IF 2.6 4区 医学 Q2 INFECTIOUS DISEASES Pub Date : 2026-03-24 DOI: 10.3390/tropicalmed11040087
Sonia Menon, Anthony D Harries, Riitta A Dlodlo, Gisèle Badoum, Mohammed F Dogo, Olivia B Mbitikon, Pranay Sinha, Yan Lin, Jyoti Jaju, Aung Naing Soe, Anisha Singh, Bharati Kalottee, Kobto G Koura

Background: Tuberculosis (TB) remains a major global health challenge, with Mycobacterium tuberculosis (M. tuberculosis) causing significant morbidity and mortality mainly in high-burden countries. Following exposure to M. tuberculosis, individuals may become infected, developing TB infection (TBI) through inhalation of the bacillus: this affects approximately one-fourth of the global population and serves as a critical reservoir for potential disease reactivation and transmission. The risk of being infected with M. tuberculosis is shaped by bacterial load of people with TB, contact patterns, environmental factors, and host susceptibility, particularly in high-risk congregate settings. Elucidating these determinants is instrumental for optimising TB prevention and control strategies.
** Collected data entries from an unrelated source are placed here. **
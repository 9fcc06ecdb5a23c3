pub mod raw;
pub mod summary;

pub use raw::*;
pub use summary::*;
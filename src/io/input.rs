use std::path::{Path, PathBuf};

use anyhow::{Context, Result};
use base64::engine::general_purpose::STANDARD;
use base64::Engine;
use thiserror::Error;

use crate::models::RawCollection;

/// Hard errors for the raw-records input boundary. Anything softer (missing
/// stages, malformed stage keys) is the normalizer's problem, not a parse
/// failure.
#[derive(Debug, Error)]
pub enum RecordsError {
    #[error("failed to read records file {path:?}")]
    Io {
        path: PathBuf,
        #[source]
        source: std::io::Error,
    },
    #[error("records payload is not a file-record mapping")]
    Shape(#[source] serde_json::Error),
}

/// Parse a saved raw-records snapshot from a JSON file.
pub fn parse_records_file(path: &Path) -> Result<RawCollection, RecordsError> {
    let content = std::fs::read_to_string(path).map_err(|source| RecordsError::Io {
        path: path.to_path_buf(),
        source,
    })?;
    parse_records_json(&content)
}

/// Parse a raw-records JSON document. A `null` document is an empty
/// collection; anything that is not a file-record mapping is a hard error.
pub fn parse_records_json(json: &str) -> Result<RawCollection, RecordsError> {
    let collection: Option<RawCollection> =
        serde_json::from_str(json).map_err(RecordsError::Shape)?;
    Ok(collection.unwrap_or_default())
}

/// Read an image file and encode it as the base64 payload the backend's
/// upload endpoint expects.
pub fn encode_image_file(path: &Path) -> Result<String> {
    let bytes =
        std::fs::read(path).with_context(|| format!("Failed to read image file: {:?}", path))?;
    Ok(STANDARD.encode(bytes))
}

#[cfg(test)]
mod tests {
    use std::io::Write;

    use super::*;

    #[test]
    fn test_parse_records_json() {
        let json = r#"{
            "f1": {
                "stage:1": {"employee_id": "E1"},
                "stage:6": [{"stage": 6, "stage_name": "Send Email"}]
            }
        }"#;

        let collection = parse_records_json(json).unwrap();

        assert_eq!(collection.len(), 1);
        assert_eq!(collection["f1"].len(), 2);
    }

    #[test]
    fn test_null_document_is_empty_collection() {
        let collection = parse_records_json("null").unwrap();

        assert!(collection.is_empty());
    }

    #[test]
    fn test_non_mapping_document_is_hard_error() {
        let err = parse_records_json(r#"[{"stage:1": {}}]"#).unwrap_err();

        assert!(matches!(err, RecordsError::Shape(_)));
    }

    #[test]
    fn test_parse_records_file_missing() {
        let err = parse_records_file(Path::new("/nonexistent/records.json")).unwrap_err();

        assert!(matches!(err, RecordsError::Io { .. }));
    }

    #[test]
    fn test_encode_image_file() {
        let mut file = tempfile::NamedTempFile::new().unwrap();
        file.write_all(&[0xFF, 0xD8, 0xFF, 0xE0]).unwrap();

        let encoded = encode_image_file(file.path()).unwrap();

        assert_eq!(encoded, STANDARD.encode([0xFF, 0xD8, 0xFF, 0xE0]));
    }
}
Methods: A preliminary PubMed search was conducted on 25 August 2024, using the keywords "latent tuberculosis infection," "risk factors," and "systematic review." Targeted reviews were then performed in November 2024 to examine factors influencing progression from exposure to M. tuberculosis to TBI. Systematic reviews published between January 2000 and November 2024 were included.

Results: The scoping review analysed eight systematic reviews, grouping findings into three key themes: (1) proximity and behavioural risk factors; (2) environmental risk factors; and (3) host immune vulnerabilities. Close contact with people with TB in crowded settings, such as dormitories, healthcare facilities, and prisons, was strongly associated with an elevated risk of TBI. Healthcare workers travelling from low- to high-incidence regions faced the highest risk due to frequent exposure to M. tuberculosis, while military personnel and general travellers had lower risks. Environmental exposures, including second-hand smoke and inadequate ventilation, further heightened susceptibility among children and adults. Host immune risk factors, such as advanced age, low body mass index, lack of BCG vaccination, and metabolic disorders such as diabetes, markedly increase susceptibility to TBI. The interplay between proximity, behavioural and environmental risk factors, and host immune vulnerabilities highlights the multifactorial nature of TBI risk.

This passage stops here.